_Given data_

//! Request recording middleware

use crate::config::ToolbarConfig;
use crate::context::{RequestInfo, ToolbarContext};
use crate::history::ToolbarHistory;
use async_trait::async_trait;
use chrono::Utc;
use std::sync::Arc;
use std::time::Instant;
use storepify_db::capture::{self, QueryLog};
use storepify_http::{Handler, Middleware, Request, Response, Result};

/// Response header carrying the id to look the request up under `/__debug__/{id}/`
pub const TOOLBAR_ID_HEADER: &str = "x-debug-toolbar-id";

const RECORDED_HEADERS: &[&str] = &["host", "user-agent", "accept", "content-type", "referer"];

/// Records each eligible request into the toolbar history
pub struct DebugToolbarMiddleware {
	config: Arc<ToolbarConfig>,
	history: Arc<ToolbarHistory>,
}

impl DebugToolbarMiddleware {
	pub fn new(config: Arc<ToolbarConfig>, history: Arc<ToolbarHistory>) -> Self {
		Self { config, history }
	}
}

fn request_info(request: &Request) -> RequestInfo {
	RequestInfo {
		method: request.method.to_string(),
		path: request.path().to_string(),
		query: request.query_string().map(str::to_string),
		headers: RECORDED_HEADERS
			.iter()
			.filter_map(|name| {
				request
					.header(name)
					.map(|value| (name.to_string(), value.to_string()))
			})
			.collect(),
		client_ip: request
			.client_ip()
			.map(|ip| ip.to_string())
			.unwrap_or_default(),
		timestamp: Utc::now(),
	}
}

#[async_trait]
impl Middleware for DebugToolbarMiddleware {
	async fn process(&self, request: Request, next: Arc<dyn Handler>) -> Result<Response> {
		let info = request_info(&request);
		let log = QueryLog::new();
		let started = Instant::now();

		let result = capture::capture(log.clone(), next.handle(request)).await;

		let duration = started.elapsed();
		let status = match &result {
			Ok(response) => response.status.as_u16(),
			Err(error) => error.status().as_u16(),
		};
		let id = self.history.next_id();
		tracing::debug!(
			id,
			path = %info.path,
			status,
			queries = log.len(),
			"debug toolbar recorded request"
		);
		self.history.push(ToolbarContext {
			id,
			request: info,
			status,
			duration,
			queries: log.queries(),
		});

		result.map(|response| response.with_header(TOOLBAR_ID_HEADER, &id.to_string()))
	}

	fn should_continue(&self, request: &Request) -> bool {
		self.config.should_record(request.client_ip(), request.path())
	}
}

_Your assignment_
Where the data above reaches the line holding "Response header carrying", begin printing, and stop after the line holding "let info = request_info(&request);". Each line must be reproduced exactly, with nothing else added.

_Reply_
/// Response header carrying the id to look the request up under `/__debug__/{id}/`
pub const TOOLBAR_ID_HEADER: &str = "x-debug-toolbar-id";

const RECORDED_HEADERS: &[&str] = &["host", "user-agent", "accept", "content-type", "referer"];

/// Records each eligible request into the toolbar history
pub struct DebugToolbarMiddleware {
	config: Arc<ToolbarConfig>,
	history: Arc<ToolbarHistory>,
}

impl DebugToolbarMiddleware {
	pub fn new(config: Arc<ToolbarConfig>, history: Arc<ToolbarHistory>) -> Self {
		Self { config, history }
	}
}

fn request_info(request: &Request) -> RequestInfo {
	RequestInfo {
		method: request.method.to_string(),
		path: request.path().to_string(),
		query: request.query_string().map(str::to_string),
		headers: RECORDED_HEADERS
			.iter()
			.filter_map(|name| {
				request
					.header(name)
					.map(|value| (name.to_string(), value.to_string()))
			})
			.collect(),
		client_ip: request
			.client_ip()
			.map(|ip| ip.to_string())
			.unwrap_or_default(),
		timestamp: Utc::now(),
	}
}

#[async_trait]
impl Middleware for DebugToolbarMiddleware {
	async fn process(&self, request: Request, next: Arc<dyn Handler>) -> Result<Response> {
		let info = request_info(&request);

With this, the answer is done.